• _Work item_:
Check each line of the entries below for the word "Result", and copy out the ones that have it.

======== Listed entries

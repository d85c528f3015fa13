//! Clearing the NuGet package cache.

use std::fs;
use std::io;
use std::path::PathBuf;

use serde::Serialize;
use tracing::debug;

use crate::config::PackageCachePolicy;
use crate::ui::BuildLog;

use super::layout::PACKAGE_CACHE_DIR;

/// Step message announced right before the package cache is removed.
pub const CLEAR_STEP: &str = "Clearing NuGet packages cache";

/// What happened to the package cache.
#[derive(Debug, Clone, Copy, PartialEq, Eq, Serialize)]
#[serde(rename_all = "snake_case")]
pub enum PackageCacheOutcome {
    /// There was no package cache to clean.
    Absent,
    /// The cache exists and the policy kept it.
    Retained,
    /// The cache was removed.
    Cleared,
}

/// Removes the package cache under the cache directory when asked to.
#[derive(Debug, Clone)]
pub struct PackageCacheCleaner {
    cache_dir: PathBuf,
    dir_name: &'static str,
}

impl PackageCacheCleaner {
    /// Create a cleaner for `<cache_dir>/.nuget`.
    pub fn new(cache_dir: impl Into<PathBuf>) -> Self {
        Self {
            cache_dir: cache_dir.into(),
            dir_name: PACKAGE_CACHE_DIR,
        }
    }

    /// Clean a differently named package cache directory.
    pub fn with_dir_name(mut self, dir_name: &'static str) -> Self {
        self.dir_name = dir_name;
        self
    }

    /// Full path of the package cache.
    pub fn path(&self) -> PathBuf {
        self.cache_dir.join(self.dir_name)
    }

    /// Check whether the package cache exists.
    ///
    /// "Not found" is `Ok(false)`; any other probe failure is an error.
    pub fn exists(&self) -> io::Result<bool> {
        self.path().try_exists()
    }

    /// Decide what [`clean`](Self::clean) would do, without removing anything.
    pub fn plan(&self, policy: PackageCachePolicy) -> io::Result<PackageCacheOutcome> {
        if !self.exists()? {
            return Ok(PackageCacheOutcome::Absent);
        }
        Ok(if policy.clears() {
            PackageCacheOutcome::Cleared
        } else {
            PackageCacheOutcome::Retained
        })
    }

    /// Remove the package cache if it exists and the policy says to.
    ///
    /// Only the clearing branch writes to the log.
    pub fn clean(
        &self,
        policy: PackageCachePolicy,
        log: &mut dyn BuildLog,
    ) -> io::Result<PackageCacheOutcome> {
        let path = self.path();

        if !path.try_exists()? {
            debug!("No package cache at {}", path.display());
            return Ok(PackageCacheOutcome::Absent);
        }

        if !policy.clears() {
            debug!("Keeping package cache at {}", path.display());
            return Ok(PackageCacheOutcome::Retained);
        }

        log.begin_step(CLEAR_STEP);
        fs::remove_dir_all(&path)?;
        Ok(PackageCacheOutcome::Cleared)
    }
}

================

• _Expected answer_:
    pub fn exists(&self) -> io::Result<bool> {
    pub fn plan(&self, policy: PackageCachePolicy) -> io::Result<PackageCacheOutcome> {
    ) -> io::Result<PackageCacheOutcome> {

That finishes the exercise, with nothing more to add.